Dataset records
--------------------------------------------------

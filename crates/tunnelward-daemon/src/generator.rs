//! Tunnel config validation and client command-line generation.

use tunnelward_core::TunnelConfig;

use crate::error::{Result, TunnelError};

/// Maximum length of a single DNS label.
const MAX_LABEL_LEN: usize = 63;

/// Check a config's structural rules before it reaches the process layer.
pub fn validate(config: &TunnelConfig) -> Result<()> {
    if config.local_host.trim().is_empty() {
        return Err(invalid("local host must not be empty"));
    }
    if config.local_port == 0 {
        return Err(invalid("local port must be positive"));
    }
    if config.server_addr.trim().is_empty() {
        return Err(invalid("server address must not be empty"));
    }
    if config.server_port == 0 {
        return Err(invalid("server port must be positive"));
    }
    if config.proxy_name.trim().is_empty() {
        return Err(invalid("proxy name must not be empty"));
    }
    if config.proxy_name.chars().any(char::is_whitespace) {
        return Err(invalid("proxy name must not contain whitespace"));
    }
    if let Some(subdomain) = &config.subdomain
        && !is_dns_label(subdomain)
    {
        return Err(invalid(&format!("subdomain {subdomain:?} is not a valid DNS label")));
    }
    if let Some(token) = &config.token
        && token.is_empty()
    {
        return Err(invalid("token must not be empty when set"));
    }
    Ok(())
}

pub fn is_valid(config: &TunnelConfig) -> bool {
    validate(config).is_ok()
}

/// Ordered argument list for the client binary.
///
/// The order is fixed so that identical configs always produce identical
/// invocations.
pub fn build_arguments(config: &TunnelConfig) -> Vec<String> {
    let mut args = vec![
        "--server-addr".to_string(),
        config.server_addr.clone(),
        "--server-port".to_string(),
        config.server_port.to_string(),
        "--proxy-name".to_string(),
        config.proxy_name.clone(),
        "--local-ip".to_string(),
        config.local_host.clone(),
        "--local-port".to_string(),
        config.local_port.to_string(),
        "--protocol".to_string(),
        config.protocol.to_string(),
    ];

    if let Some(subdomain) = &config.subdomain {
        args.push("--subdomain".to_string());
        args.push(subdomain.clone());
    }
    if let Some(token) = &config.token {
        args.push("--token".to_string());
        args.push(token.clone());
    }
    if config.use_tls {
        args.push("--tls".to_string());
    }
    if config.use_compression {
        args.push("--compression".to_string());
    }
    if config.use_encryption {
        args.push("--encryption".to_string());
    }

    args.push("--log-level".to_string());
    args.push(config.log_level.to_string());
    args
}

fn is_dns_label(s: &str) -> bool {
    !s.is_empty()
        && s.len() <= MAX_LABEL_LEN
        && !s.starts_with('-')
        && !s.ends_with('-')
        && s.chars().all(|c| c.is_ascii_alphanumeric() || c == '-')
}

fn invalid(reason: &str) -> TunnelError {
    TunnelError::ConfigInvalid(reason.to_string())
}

--------------------------------------------------

- What you are asked to do
The records above should be repeated word for word.

- Output for this exercise
filename crates/tunnelward-daemon/src/generator.rs
//! Tunnel config validation and client command-line generation.

use tunnelward_core::TunnelConfig;

use crate::error::{Result, TunnelError};

/// Maximum length of a single DNS label.
const MAX_LABEL_LEN: usize = 63;

/// Check a config's structural rules before it reaches the process layer.
pub fn validate(config: &TunnelConfig) -> Result<()> {
    if config.local_host.trim().is_empty() {
        return Err(invalid("local host must not be empty"));
    }
    if config.local_port == 0 {
        return Err(invalid("local port must be positive"));
    }
    if config.server_addr.trim().is_empty() {
        return Err(invalid("server address must not be empty"));
    }
    if config.server_port == 0 {
        return Err(invalid("server port must be positive"));
    }
    if config.proxy_name.trim().is_empty() {
        return Err(invalid("proxy name must not be empty"));
    }
    if config.proxy_name.chars().any(char::is_whitespace) {
        return Err(invalid("proxy name must not contain whitespace"));
    }
    if let Some(subdomain) = &config.subdomain
        && !is_dns_label(subdomain)
    {
        return Err(invalid(&format!("subdomain {subdomain:?} is not a valid DNS label")));
    }
    if let Some(token) = &config.token
        && token.is_empty()
    {
        return Err(invalid("token must not be empty when set"));
    }
    Ok(())
}

pub fn is_valid(config: &TunnelConfig) -> bool {
    validate(config).is_ok()
}

/// Ordered argument list for the client binary.
///
/// The order is fixed so that identical configs always produce identical
/// invocations.
pub fn build_arguments(config: &TunnelConfig) -> Vec<String> {
    let mut args = vec![
        "--server-addr".to_string(),
        config.server_addr.clone(),
        "--server-port".to_string(),
        config.server_port.to_string(),
        "--proxy-name".to_string(),
        config.proxy_name.clone(),
        "--local-ip".to_string(),
        config.local_host.clone(),
        "--local-port".to_string(),
        config.local_port.to_string(),
        "--protocol".to_string(),
        config.protocol.to_string(),
    ];

    if let Some(subdomain) = &config.subdomain {
        args.push("--subdomain".to_string());
        args.push(subdomain.clone());
    }
    if let Some(token) = &config.token {
        args.push("--token".to_string());
        args.push(token.clone());
    }
    if config.use_tls {
        args.push("--tls".to_string());
    }
    if config.use_compression {
        args.push("--compression".to_string());
    }
    if config.use_encryption {
        args.push("--encryption".to_string());
    }

    args.push("--log-level".to_string());
    args.push(config.log_level.to_string());
    args
}

fn is_dns_label(s: &str) -> bool {
    !s.is_empty()
        && s.len() <= MAX_LABEL_LEN
        && !s.starts_with('-')
        && !s.ends_with('-')
        && s.chars().all(|c| c.is_ascii_alphanumeric() || c == '-')
}

fn invalid(reason: &str) -> TunnelError {
    TunnelError::ConfigInvalid(reason.to_string())
}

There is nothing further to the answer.